▶ Task
Taking the entries below from the top, restate each line exactly and end with the line containing "labeled payload, e.g.".

*** Opening of Dataset records ***

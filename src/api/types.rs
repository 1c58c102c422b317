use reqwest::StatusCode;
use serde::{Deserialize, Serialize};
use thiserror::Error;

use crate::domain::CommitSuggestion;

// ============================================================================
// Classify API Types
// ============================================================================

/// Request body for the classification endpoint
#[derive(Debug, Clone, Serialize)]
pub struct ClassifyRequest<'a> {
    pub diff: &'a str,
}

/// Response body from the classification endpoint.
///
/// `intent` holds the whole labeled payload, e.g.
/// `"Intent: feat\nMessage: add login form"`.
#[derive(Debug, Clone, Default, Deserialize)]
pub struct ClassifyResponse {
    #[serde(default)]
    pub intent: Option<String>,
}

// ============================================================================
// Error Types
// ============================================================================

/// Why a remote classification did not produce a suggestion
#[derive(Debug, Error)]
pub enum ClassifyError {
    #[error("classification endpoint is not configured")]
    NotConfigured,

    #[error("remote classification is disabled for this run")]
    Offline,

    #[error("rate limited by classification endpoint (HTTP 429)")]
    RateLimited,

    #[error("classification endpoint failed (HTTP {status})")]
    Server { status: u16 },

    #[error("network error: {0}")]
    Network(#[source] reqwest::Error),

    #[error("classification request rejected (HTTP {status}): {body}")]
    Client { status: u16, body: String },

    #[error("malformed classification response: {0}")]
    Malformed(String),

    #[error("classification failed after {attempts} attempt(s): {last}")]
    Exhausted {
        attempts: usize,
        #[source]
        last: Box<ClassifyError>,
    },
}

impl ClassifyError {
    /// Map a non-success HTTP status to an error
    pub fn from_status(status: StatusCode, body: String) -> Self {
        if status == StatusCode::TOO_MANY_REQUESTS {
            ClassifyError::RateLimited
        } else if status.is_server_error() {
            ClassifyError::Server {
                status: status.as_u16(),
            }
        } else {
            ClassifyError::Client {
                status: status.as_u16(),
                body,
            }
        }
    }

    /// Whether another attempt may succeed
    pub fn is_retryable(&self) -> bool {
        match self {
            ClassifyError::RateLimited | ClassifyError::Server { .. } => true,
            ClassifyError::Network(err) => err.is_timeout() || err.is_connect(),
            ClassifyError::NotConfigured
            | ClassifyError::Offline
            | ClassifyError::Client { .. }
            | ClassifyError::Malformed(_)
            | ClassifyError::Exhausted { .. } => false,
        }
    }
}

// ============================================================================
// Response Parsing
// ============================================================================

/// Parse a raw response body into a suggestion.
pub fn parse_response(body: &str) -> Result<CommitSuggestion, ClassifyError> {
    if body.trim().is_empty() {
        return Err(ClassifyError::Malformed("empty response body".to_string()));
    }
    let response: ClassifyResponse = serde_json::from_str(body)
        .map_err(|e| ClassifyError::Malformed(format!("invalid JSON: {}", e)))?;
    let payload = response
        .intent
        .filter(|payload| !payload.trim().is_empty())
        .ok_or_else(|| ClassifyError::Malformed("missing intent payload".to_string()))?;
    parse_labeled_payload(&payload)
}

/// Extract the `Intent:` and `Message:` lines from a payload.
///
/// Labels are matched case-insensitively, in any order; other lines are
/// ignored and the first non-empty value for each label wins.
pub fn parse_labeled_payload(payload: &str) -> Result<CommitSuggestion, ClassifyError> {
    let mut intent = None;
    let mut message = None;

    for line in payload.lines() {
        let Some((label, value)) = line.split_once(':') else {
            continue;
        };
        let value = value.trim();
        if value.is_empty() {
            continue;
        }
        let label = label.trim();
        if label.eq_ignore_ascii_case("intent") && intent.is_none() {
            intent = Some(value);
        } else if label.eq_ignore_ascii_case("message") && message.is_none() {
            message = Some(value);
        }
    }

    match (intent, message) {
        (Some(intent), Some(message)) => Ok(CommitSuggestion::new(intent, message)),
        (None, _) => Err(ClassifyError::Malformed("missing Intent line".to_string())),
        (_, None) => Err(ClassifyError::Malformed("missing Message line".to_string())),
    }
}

*** Close of Dataset records ***

▶ Response area
filename src/api/types.rs
repository 1c58c102c422b317
use reqwest::StatusCode;
use serde::{Deserialize, Serialize};
use thiserror::Error;

use crate::domain::CommitSuggestion;

// ============================================================================
// Classify API Types
// ============================================================================

/// Request body for the classification endpoint
#[derive(Debug, Clone, Serialize)]
pub struct ClassifyRequest<'a> {
    pub diff: &'a str,
}

/// Response body from the classification endpoint.
///
/// `intent` holds the whole labeled payload, e.g.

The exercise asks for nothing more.